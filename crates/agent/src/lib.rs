//! Agent graph for the conversational database-query agent
//!
//! A reasoning node and a tool-execution node with one conditional edge
//! between them, run to a fixed point per user turn.

use thiserror::Error;

pub mod graph;
pub mod prompt;
pub mod state;

pub use graph::Agent;
pub use state::{extract_response, route, AgentState, Next, NO_RESPONSE};

/// Agent errors
#[derive(Error, Debug)]
pub enum AgentError {
    #[error("provider error: {0}")]
    Provider(String),

    #[error("exceeded {0} reasoning rounds in a single turn")]
    MaxRounds(u32),
}

pub type Result<T> = std::result::Result<T, AgentError>;
//! Graph execution: reasoning node, tool node, and the fixed-point loop

use std::sync::Arc;

use tracing::{debug, warn};

use dbchat_mcp::ToolExecutor;
use dbchat_provider::{ChatParams, Message, Provider, ToolCallDef, ToolChoice};
use dbchat_session::CheckpointStore;

use crate::state::{extract_response, route, AgentState, Next};
use crate::{prompt, AgentError, Result};

/// Default bound on reasoning/tool rounds within one user turn.
pub const DEFAULT_MAX_ROUNDS: u32 = 8;

/// The compiled agent: provider, tool executor, and checkpoint store
/// wired into the two-node graph.
pub struct Agent<P: Provider> {
    provider: Arc<P>,
    tools: Arc<dyn ToolExecutor>,
    store: Arc<dyn CheckpointStore>,
    model: String,
    temperature: f32,
    system_prompt: String,
    max_rounds: u32,
}

impl<P: Provider> Agent<P> {
    pub fn new(
        provider: P,
        tools: Arc<dyn ToolExecutor>,
        store: Arc<dyn CheckpointStore>,
        model: impl Into<String>,
        temperature: f32,
    ) -> Self {
        Self {
            provider: Arc::new(provider),
            tools,
            store,
            model: model.into(),
            temperature,
            system_prompt: prompt::system_prompt().to_string(),
            max_rounds: DEFAULT_MAX_ROUNDS,
        }
    }

    /// Replace the default system instruction.
    pub fn with_system_prompt(mut self, prompt: impl Into<String>) -> Self {
        self.system_prompt = prompt.into();
        self
    }

    /// Bound the reasoning/tool cycle per turn.
    pub fn with_max_rounds(mut self, max_rounds: u32) -> Self {
        self.max_rounds = max_rounds;
        self
    }

    /// Run one user turn: load history for the thread, append the user
    /// message, run the graph to its fixed point, checkpoint, and return
    /// the extracted response.
    pub async fn run_turn(&self, thread_id: &str, input: &str) -> Result<String> {
        let history = self.store.get(thread_id).await.unwrap_or_default();
        let mut state = AgentState::from_messages(history);
        state.push(Message::user(input));

        let outcome = self.run_graph(&mut state).await;

        // Checkpoint whatever was accumulated, even on error, so the
        // next turn sees the user message and any tool results.
        self.store.put(thread_id, state.messages.clone()).await;

        outcome?;
        Ok(extract_response(&state.messages))
    }

    /// REASON → ROUTE → {TOOLS → REASON | DONE}
    async fn run_graph(&self, state: &mut AgentState) -> Result<()> {
        let mut round = 0;

        loop {
            round += 1;
            if round > self.max_rounds {
                warn!("Turn exceeded {} reasoning rounds", self.max_rounds);
                return Err(AgentError::MaxRounds(self.max_rounds));
            }

            debug!("Reasoning round {}", round);
            self.reason(state).await?;

            match route(state) {
                Next::Done => return Ok(()),
                Next::Tools => self.execute_tools(state).await,
            }
        }
    }

    /// Reasoning node: one inference call, one assistant message appended.
    ///
    /// The system instruction is prepended to the outgoing request only;
    /// the persisted conversation never contains it.
    async fn reason(&self, state: &mut AgentState) -> Result<()> {
        let needs_system = state
            .messages
            .first()
            .map_or(true, |m| m.role != "system");

        let mut messages = Vec::with_capacity(state.len() + 1);
        if needs_system {
            messages.push(Message::system(self.system_prompt.clone()));
        }
        messages.extend(state.messages.iter().cloned());

        let params = ChatParams {
            model: self.model.clone(),
            messages,
            tools: self.tools.definitions(),
            temperature: self.temperature,
            tool_choice: ToolChoice::Auto,
            ..ChatParams::default()
        };

        let response = self
            .provider
            .chat(params)
            .await
            .map_err(|e| AgentError::Provider(e.to_string()))?;

        let mut reply = Message::assistant(response.content.clone().unwrap_or_default());
        if response.has_tool_calls() {
            reply.tool_calls = Some(
                response
                    .tool_calls
                    .iter()
                    .map(|tc| ToolCallDef::new(&tc.id, &tc.name, tc.arguments.clone()))
                    .collect(),
            );
        }
        state.push(reply);
        Ok(())
    }

    /// Tool node: one result message per request, in request order.
    ///
    /// A failing call becomes an error-content result for that request;
    /// the remaining requests still execute.
    async fn execute_tools(&self, state: &mut AgentState) {
        let pending: Vec<ToolCallDef> = state
            .last()
            .and_then(|m| m.tool_calls.clone())
            .unwrap_or_default();

        for call in pending {
            debug!("Executing tool {}", call.function.name);
            let result = match self
                .tools
                .call(&call.function.name, &call.function.arguments)
                .await
            {
                Ok(text) => text,
                Err(e) => {
                    warn!("Tool {} failed: {}", call.function.name, e);
                    format!("Error: {}", e)
                }
            };
            state.push(Message::tool(&call.id, &call.function.name, result));
        }
    }
}
//! Tests for environment-based config loading
//!
//! These mutate the process environment, so every test is #[serial].

use dbchat_config::{ConfigError, DbConfig, LlmConfig};
use serial_test::serial;

const DB_KEYS: &[&str] = &[
    "MYSQL_HOST",
    "MYSQL_PORT",
    "MYSQL_USER",
    "MYSQL_PASSWORD",
    "MYSQL_DATABASE",
    "MYSQL_CHARSET",
    "MYSQL_COLLATION",
    "MYSQL_SQL_MODE",
    "MYSQL_CONNECT_TIMEOUT",
    "MYSQL_AUTOCOMMIT",
    "MYSQL_USE_SSL",
];

fn clear_db_env() {
    for key in DB_KEYS {
        std::env::remove_var(key);
    }
}

fn set_required() {
    std::env::set_var("MYSQL_USER", "analyst");
    std::env::set_var("MYSQL_PASSWORD", "secret");
    std::env::set_var("MYSQL_DATABASE", "energy");
}

#[test]
#[serial]
fn from_env_applies_defaults() {
    clear_db_env();
    set_required();

    let config = DbConfig::from_env().unwrap();
    assert_eq!(config.host, "localhost");
    assert_eq!(config.port, 3306);
    assert_eq!(config.charset, "utf8mb4");
    assert_eq!(config.collation, "utf8mb4_unicode_ci");
    assert_eq!(config.sql_mode, "TRADITIONAL");
    assert_eq!(config.connect_timeout, 30);
    assert!(config.autocommit);
    assert!(!config.use_ssl);
}

#[test]
#[serial]
fn from_env_reads_overrides() {
    clear_db_env();
    set_required();
    std::env::set_var("MYSQL_HOST", "db.internal");
    std::env::set_var("MYSQL_PORT", "3307");
    std::env::set_var("MYSQL_AUTOCOMMIT", "False");
    std::env::set_var("MYSQL_USE_SSL", "TRUE");

    let config = DbConfig::from_env().unwrap();
    assert_eq!(config.host, "db.internal");
    assert_eq!(config.port, 3307);
    assert!(!config.autocommit);
    assert!(config.use_ssl);
}

#[test]
#[serial]
fn missing_user_fails_with_key_name() {
    clear_db_env();
    std::env::set_var("MYSQL_PASSWORD", "secret");
    std::env::set_var("MYSQL_DATABASE", "energy");

    let err = DbConfig::from_env().unwrap_err();
    assert!(matches!(err, ConfigError::MissingVar("MYSQL_USER")));
    assert!(err.to_string().contains("MYSQL_USER"));
}

#[test]
#[serial]
fn empty_required_value_counts_as_missing() {
    clear_db_env();
    set_required();
    std::env::set_var("MYSQL_DATABASE", "");

    let err = DbConfig::from_env().unwrap_err();
    assert!(matches!(err, ConfigError::MissingVar("MYSQL_DATABASE")));
}

#[test]
#[serial]
fn unparsable_port_is_rejected() {
    clear_db_env();
    set_required();
    std::env::set_var("MYSQL_PORT", "not-a-port");

    let err = DbConfig::from_env().unwrap_err();
    assert!(matches!(err, ConfigError::InvalidVar { key: "MYSQL_PORT", .. }));
}

#[test]
#[serial]
fn out_of_range_port_is_rejected() {
    clear_db_env();
    set_required();
    std::env::set_var("MYSQL_PORT", "70000");

    assert!(DbConfig::from_env().is_err());
}

#[test]
#[serial]
fn zero_timeout_is_rejected() {
    clear_db_env();
    set_required();
    std::env::set_var("MYSQL_CONNECT_TIMEOUT", "0");

    let err = DbConfig::from_env().unwrap_err();
    assert!(err.to_string().contains("timeout"));
}

#[test]
#[serial]
fn llm_config_requires_api_key() {
    std::env::remove_var("OPENAI_API_KEY");
    std::env::remove_var("OPENAI_MODEL");
    std::env::remove_var("OPENAI_API_BASE");
    std::env::remove_var("OPENAI_TEMPERATURE");

    let err = LlmConfig::from_env().unwrap_err();
    assert!(matches!(err, ConfigError::MissingVar("OPENAI_API_KEY")));
}

#[test]
#[serial]
fn llm_config_defaults() {
    std::env::remove_var("OPENAI_MODEL");
    std::env::remove_var("OPENAI_API_BASE");
    std::env::remove_var("OPENAI_TEMPERATURE");
    std::env::set_var("OPENAI_API_KEY", "sk-test");

    let config = LlmConfig::from_env().unwrap();
    assert_eq!(config.model, "gpt-4");
    assert_eq!(config.api_base, None);
    assert!((config.temperature - 0.1).abs() < f32::EPSILON);
}

#[test]
#[serial]
fn llm_config_overrides() {
    std::env::set_var("OPENAI_API_KEY", "sk-test");
    std::env::set_var("OPENAI_MODEL", "gpt-4o");
    std::env::set_var("OPENAI_API_BASE", "http://localhost:8000/v1");
    std::env::set_var("OPENAI_TEMPERATURE", "0.7");

    let config = LlmConfig::from_env().unwrap();
    assert_eq!(config.model, "gpt-4o");
    assert_eq!(config.api_base.as_deref(), Some("http://localhost:8000/v1"));
    assert!((config.temperature - 0.7).abs() < f32::EPSILON);

    std::env::remove_var("OPENAI_MODEL");
    std::env::remove_var("OPENAI_API_BASE");
    std::env::remove_var("OPENAI_TEMPERATURE");
}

* * *

Action item -
Look for the string "ToolChoice" in the data above and return every line that has it.

Exercise result -
use dbchat_provider::{ChatParams, Message, Provider, ToolCallDef, ToolChoice};
            tool_choice: ToolChoice::Auto,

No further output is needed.